**Instructions to follow**
Repeat exactly each line of the data provided below.

:::::

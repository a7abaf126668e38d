// lib.rs
use std::path::Path;
use std::sync::Arc;

use tokio::task::JoinHandle;
use tracing::{error, info};

cfg_if::cfg_if! {
    if #[cfg(feature = "telemetry")] {
        use clusterlink_telemetry as logging;
    } else {
        mod log;
        use log as logging;
    }
}

pub mod access;
pub mod api;
pub mod catalog;
pub mod detectors;
pub mod error;
pub mod kubeconfig;
pub mod kubectl;
pub mod prober;
pub mod rbac;
pub mod registry;
pub mod replication;
pub mod session;
pub mod settings;
pub mod store;
pub mod structs;

#[cfg(test)]
mod testing;

pub use error::{ApiError, SessionError};
pub use registry::{SessionRegistry, SyncReport};
pub use replication::{DisplaySurface, ReplicationHub, ReplicationMessage, StateMirror};
pub use session::{ClusterSession, SessionServices};
pub use settings::Settings;
pub use structs::{ClusterId, ClusterModel, ClusterState, ConnectionPhase};

const OTLP_ENDPOINT: &str = "http://localhost:4317";

/// Installs the process-wide subscriber. Safe to call more than once.
pub fn init_logging(log_dir: &Path) {
    let path = log_dir.to_string_lossy();
    if let Err(e) = logging::setup_logger(&path, OTLP_ENDPOINT) {
        eprintln!("failed to set up logging in {path}: {e}");
    }
}

pub fn shutdown_logging() {
    logging::shutdown();
}

/// Builds the registry and starts answering display-surface bootstrap
/// requests. Must be called inside a tokio runtime.
pub fn start(settings: Settings) -> (Arc<SessionRegistry>, JoinHandle<()>) {
    let (hub, sync_requests) = ReplicationHub::new();
    let registry = Arc::new(SessionRegistry::new(
        SessionServices::from_settings(settings),
        hub,
    ));

    let server = registry.clone();
    let handle = tokio::spawn(async move {
        server.serve_state_requests(sync_requests).await;
        info!("state sync channel closed");
    });

    (registry, handle)
}

/// Loads settings from `path`, applies env overrides and falls back to
/// defaults on a broken file.
pub fn load_settings_or_default(path: &Path) -> Settings {
    match settings::load_settings(path) {
        Ok(settings) => settings.with_env_overrides(),
        Err(e) => {
            error!("failed to load settings from {}: {e}", path.display());
            Settings::default().with_env_overrides()
        }
    }
}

:::::

**Result of this task**
repository a7abaf126668e38d
// lib.rs
use std::path::Path;
use std::sync::Arc;

use tokio::task::JoinHandle;
use tracing::{error, info};

cfg_if::cfg_if! {
    if #[cfg(feature = "telemetry")] {
        use clusterlink_telemetry as logging;
    } else {
        mod log;
        use log as logging;
    }
}

pub mod access;
pub mod api;
pub mod catalog;
pub mod detectors;
pub mod error;
pub mod kubeconfig;
pub mod kubectl;
pub mod prober;
pub mod rbac;
pub mod registry;
pub mod replication;
pub mod session;
pub mod settings;
pub mod store;
pub mod structs;

#[cfg(test)]
mod testing;

pub use error::{ApiError, SessionError};
pub use registry::{SessionRegistry, SyncReport};
pub use replication::{DisplaySurface, ReplicationHub, ReplicationMessage, StateMirror};
pub use session::{ClusterSession, SessionServices};
pub use settings::Settings;
pub use structs::{ClusterId, ClusterModel, ClusterState, ConnectionPhase};

const OTLP_ENDPOINT: &str = "http://localhost:4317";

/// Installs the process-wide subscriber. Safe to call more than once.
pub fn init_logging(log_dir: &Path) {
    let path = log_dir.to_string_lossy();
    if let Err(e) = logging::setup_logger(&path, OTLP_ENDPOINT) {
        eprintln!("failed to set up logging in {path}: {e}");
    }
}

pub fn shutdown_logging() {
    logging::shutdown();
}

/// Builds the registry and starts answering display-surface bootstrap
/// requests. Must be called inside a tokio runtime.
pub fn start(settings: Settings) -> (Arc<SessionRegistry>, JoinHandle<()>) {
    let (hub, sync_requests) = ReplicationHub::new();
    let registry = Arc::new(SessionRegistry::new(
        SessionServices::from_settings(settings),
        hub,
    ));

    let server = registry.clone();
    let handle = tokio::spawn(async move {
        server.serve_state_requests(sync_requests).await;
        info!("state sync channel closed");
    });

    (registry, handle)
}

/// Loads settings from `path`, applies env overrides and falls back to
/// defaults on a broken file.
pub fn load_settings_or_default(path: &Path) -> Settings {
    match settings::load_settings(path) {
        Ok(settings) => settings.with_env_overrides(),
        Err(e) => {
            error!("failed to load settings from {}: {e}", path.display());
            Settings::default().with_env_overrides()
        }
    }
}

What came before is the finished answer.